Then, too, there was the matter of my Jewish identity, surely as big a stumbling block as any. I had never been a religious Jew. I had been forced to go to Hebrew School as a child, and I had been bar-mitzvahed at thirteen. But I had hated the Jewish rite of passage, not for itself but because it was an act of hypocrisy in my case. I had rejected the faith—and all faith—not long afterward.
Still, a Jew I remained, racially and culturally. I had the face for it, no question, and the wise-guy urban attitudes, the love of intellection and debate, and the irreverent sense of humor, an almost pathological inability to take myself or anyone else seriously. I knew the history of my people well and identified with it: both our miraculous triumphs and achievements and the correspondingly demonic hatred we inspired. I was proud when a Jew won a Nobel Prize or hit a home run. And I never let an ugly remark go unanswered, or tried to pass myself off as anything other than what I was.

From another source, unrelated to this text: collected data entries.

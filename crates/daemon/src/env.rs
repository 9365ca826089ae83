// SPDX-License-Identifier: MIT

//! Centralized environment variable access for the daemon.

use std::path::PathBuf;
use std::time::Duration;

use crate::lifecycle::LifecycleError;

pub const PROTOCOL_VERSION: &str = env!("CARGO_PKG_VERSION");

/// Resolve state directory: `SPINDLE_STATE_DIR` > `XDG_STATE_HOME/spindle` > `~/.local/state/spindle`.
pub fn state_dir() -> Result<PathBuf, LifecycleError> {
    if let Ok(dir) = std::env::var("SPINDLE_STATE_DIR") {
        return Ok(PathBuf::from(dir));
    }
    if let Ok(xdg) = std::env::var("XDG_STATE_HOME") {
        return Ok(PathBuf::from(xdg).join("spindle"));
    }
    let home = std::env::var("HOME").map_err(|_| LifecycleError::NoStateDir)?;
    Ok(PathBuf::from(home).join(".local/state/spindle"))
}

/// Default IPC timeout applied to both reads and writes of a single message.
pub fn ipc_timeout() -> Duration {
    std::env::var("SPINDLE_IPC_TIMEOUT_MS")
        .ok()
        .and_then(|s| s.parse::<u64>().ok())
        .map(Duration::from_millis)
        .unwrap_or(Duration::from_secs(5))
}

/// Shutdown drain grace period: how long lane loops get to finish their
/// current item before the root context is torn down anyway.
pub fn drain_timeout() -> Duration {
    std::env::var("SPINDLE_DRAIN_TIMEOUT_MS")
        .ok()
        .and_then(|s| s.parse::<u64>().ok())
        .map(Duration::from_millis)
        .unwrap_or(Duration::from_secs(5))
}

/// Poll interval for the `log_tail` follow loop; bounded at 250ms per §4.6.
pub fn log_tail_poll_interval() -> Duration {
    std::env::var("SPINDLE_LOG_TAIL_POLL_MS")
        .ok()
        .and_then(|s| s.parse::<u64>().ok())
        .map(|ms| Duration::from_millis(ms.min(250)))
        .unwrap_or(Duration::from_millis(200))
}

If I had any discomfort with my Jewishness, it arose in the face of cultural clichés, the sort of stereotypes that were circulated as often by other Jews as by gentiles. I didn’t like to see Jews in books and movies routinely portrayed as weak or cowardly, incompetent with machinery or uncomfortable with the outdoors. I wasn’t anything like that. I’d been in plenty of schoolyard duke-outs as a kid and proved I could take a punch and throw one. Like my father before me, I could fix pretty much anything given the right tools. And I’d been an outdoorsman, camping and fishing and hiking, much of my life. I didn’t like it when Jews were described as cosmopolitan either, unattached citizens of the world. Me, I was American through and through. I was born here, and a patriot to my bones.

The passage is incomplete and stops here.